過つは彼の性、許すは我の心 壱


 ないぞって言おうとしたら、惣倉君が若干拗ねた目で見上げて来て、


「事実ですよ」

「え」

「俺の中で1番優先するのは先輩だけです」


 もっと大きい返しをされてしまった。

 可愛い、可愛い後輩がかっこよく見えちゃう。

 急に男の子っぽくなるの反則じゃない?

 
「先輩…?」


 心配気に伺う惣倉君に紅くなる顔を見られないよう、バッと顔を覆うとした瞬間ーーーガラリと。


「あれ、綴ちゃん?」


 保健室の扉が開かれた。


 浅黒く日に焼けた肌、体躯は豹の様に引き締まってもいて、でも女性的な凹凸にも恵まれてもいるから、男女両方の視線を惹く。
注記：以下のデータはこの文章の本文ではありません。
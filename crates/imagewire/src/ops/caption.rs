//! Image captioning (reverse CLIP).

use serde::{Deserialize, Serialize};
use tokio_util::sync::CancellationToken;

use super::{fresh_task_uuid, from_payload, to_payload};
use crate::client::Client;
use crate::errors::{Error, Result};
use crate::events;
use crate::types::GeneratedText;

/// A captioning task.
#[derive(Clone, Debug, Default, PartialEq, Serialize, Deserialize)]
#[serde(default)]
pub struct CaptionImageRequest {
    /// Task identifier. Filled with a fresh UUID when unset.
    #[serde(rename = "taskUUID")]
    pub task_uuid: String,
    /// The image to caption. Required.
    #[serde(rename = "imageUUID")]
    pub image_uuid: String,
}

/// Caption results.
#[derive(Clone, Debug, Default, PartialEq, Deserialize)]
#[serde(default)]
pub struct CaptionImageResponse {
    /// The generated captions.
    pub texts: Vec<GeneratedText>,
}

fn apply_defaults(request: &mut CaptionImageRequest) {
    if request.task_uuid.is_empty() {
        request.task_uuid = fresh_task_uuid();
    }
}

fn validate(request: &CaptionImageRequest) -> Result<()> {
    if request.image_uuid.is_empty() {
        return Err(Error::FieldRequired { field: "imageUUID" });
    }
    Ok(())
}

impl Client {
    /// Caption a stored image.
    pub async fn caption_image(
        &self,
        cancel: &CancellationToken,
        mut request: CaptionImageRequest,
    ) -> Result<CaptionImageResponse> {
        apply_defaults(&mut request);
        validate(&request)?;
        let payload = to_payload(&request)?;
        let value = self
            .send_and_await(
                cancel,
                events::NEW_REVERSE_IMAGE_CLIP,
                events::NEW_REVERSE_CLIP,
                &payload,
            )
            .await?;
        from_payload(value)
    }
}

#[cfg(test)]
mod tests {
    use super::*;
    use assert_matches::assert_matches;

    #[test]
    fn missing_image_uuid_is_rejected() {
        assert_matches!(
            validate(&CaptionImageRequest::default()),
            Err(Error::FieldRequired { field: "imageUUID" })
        );
    }

    #[test]
    fn defaults_fill_the_task_uuid() {
        let mut request = CaptionImageRequest {
            image_uuid: "u-1".into(),
            ..CaptionImageRequest::default()
        };
        apply_defaults(&mut request);
        assert!(!request.task_uuid.is_empty());
    }
}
 顔の作りもお兄さんに似て掘りが深く、美的に優れている容姿を持ち、且つ溌剌とした10代の輝きを遺憾無く発揮している上に、大人になったらもっと輝くであろう美少女。


「もしかして怪我したの?」


 海祇夏波、私の友人でもあり渚君の可愛い妹ちゃんである。


「夏波ちゃん!保健室にお邪魔しています!」


 ちょっと助かったありがとう夏波ちゃん!(気恥ずかしさに死にかけた)


「それより怪我したの?見せて」


 いつも結っていない肩に届く程度の黒髪を、ポニーテールにしていて超可愛い。

 パタパタと近寄って来た夏波ちゃんは、膝下にいる惣倉君に気付いて目を丸くするが「ちょっとごめんね」と言って私の膝を確認する。